Exercise objective: Give the data again in full, with every character unchanged.
─── Data extracts ───
use serde::{Deserialize, Serialize};

/// A still frame encoded for upload (JPEG from the capture client).
#[derive(Debug, Clone, PartialEq)]
pub struct CapturedPhoto {
    pub bytes: Vec<u8>,
    pub mime_type: String,
    pub width: u32,
    pub height: u32,
}

impl CapturedPhoto {
    pub fn jpeg(bytes: Vec<u8>, width: u32, height: u32) -> Self {
        Self {
            bytes,
            mime_type: "image/jpeg".to_string(),
            width,
            height,
        }
    }
}

/// Raw model output relayed by the gateway. Expected to hold the food JSON,
/// possibly wrapped in a markdown fence.
#[derive(Debug, Clone, PartialEq, Eq, Serialize, Deserialize)]
#[serde(transparent)]
pub struct AnalysisText(pub String);

impl AnalysisText {
    pub fn as_str(&self) -> &str {
        &self.0
    }
}

impl std::fmt::Display for AnalysisText {
    fn fmt(&self, f: &mut std::fmt::Formatter<'_>) -> std::fmt::Result {
        write!(f, "{}", self.0)
    }
}

/// Dish recognized in a photo. Macros are grams.
#[derive(Debug, Clone, PartialEq, Serialize, Deserialize)]
pub struct FoodAnalysis {
    pub name: String,
    pub calories: f64,
    pub protein: f64,
    pub carbs: f64,
    pub fat: f64,
}

/// Stable error kinds reported in gateway error bodies.
#[derive(Debug, Clone, Copy, PartialEq, Eq, Serialize, Deserialize)]
#[serde(rename_all = "lowercase")]
pub enum ErrorKind {
    Configuration,
    Validation,
    Upstream,
    Timeout,
}

impl std::fmt::Display for ErrorKind {
    fn fmt(&self, f: &mut std::fmt::Formatter<'_>) -> std::fmt::Result {
        let s = match self {
            ErrorKind::Configuration => "configuration",
            ErrorKind::Validation => "validation",
            ErrorKind::Upstream => "upstream",
            ErrorKind::Timeout => "timeout",
        };
        write!(f, "{}", s)
    }
}

/// JSON body of every failed gateway response.
#[derive(Debug, Clone, PartialEq, Eq, Serialize, Deserialize)]
pub struct ErrorBody {
    pub error: String,
    pub kind: ErrorKind,
    #[serde(default, skip_serializing_if = "Option::is_none")]
    pub details: Option<String>,
}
───
Solved exercise:
use serde::{Deserialize, Serialize};

/// A still frame encoded for upload (JPEG from the capture client).
#[derive(Debug, Clone, PartialEq)]
pub struct CapturedPhoto {
    pub bytes: Vec<u8>,
    pub mime_type: String,
    pub width: u32,
    pub height: u32,
}

impl CapturedPhoto {
    pub fn jpeg(bytes: Vec<u8>, width: u32, height: u32) -> Self {
        Self {
            bytes,
            mime_type: "image/jpeg".to_string(),
            width,
            height,
        }
    }
}

/// Raw model output relayed by the gateway. Expected to hold the food JSON,
/// possibly wrapped in a markdown fence.
#[derive(Debug, Clone, PartialEq, Eq, Serialize, Deserialize)]
#[serde(transparent)]
pub struct AnalysisText(pub String);

impl AnalysisText {
    pub fn as_str(&self) -> &str {
        &self.0
    }
}

impl std::fmt::Display for AnalysisText {
    fn fmt(&self, f: &mut std::fmt::Formatter<'_>) -> std::fmt::Result {
        write!(f, "{}", self.0)
    }
}

/// Dish recognized in a photo. Macros are grams.
#[derive(Debug, Clone, PartialEq, Serialize, Deserialize)]
pub struct FoodAnalysis {
    pub name: String,
    pub calories: f64,
    pub protein: f64,
    pub carbs: f64,
    pub fat: f64,
}

/// Stable error kinds reported in gateway error bodies.
#[derive(Debug, Clone, Copy, PartialEq, Eq, Serialize, Deserialize)]
#[serde(rename_all = "lowercase")]
pub enum ErrorKind {
    Configuration,
    Validation,
    Upstream,
    Timeout,
}

impl std::fmt::Display for ErrorKind {
    fn fmt(&self, f: &mut std::fmt::Formatter<'_>) -> std::fmt::Result {
        let s = match self {
            ErrorKind::Configuration => "configuration",
            ErrorKind::Validation => "validation",
            ErrorKind::Upstream => "upstream",
            ErrorKind::Timeout => "timeout",
        };
        write!(f, "{}", s)
    }
}

/// JSON body of every failed gateway response.
#[derive(Debug, Clone, PartialEq, Eq, Serialize, Deserialize)]
pub struct ErrorBody {
    pub error: String,
    pub kind: ErrorKind,
    #[serde(default, skip_serializing_if = "Option::is_none")]
    pub details: Option<String>,
}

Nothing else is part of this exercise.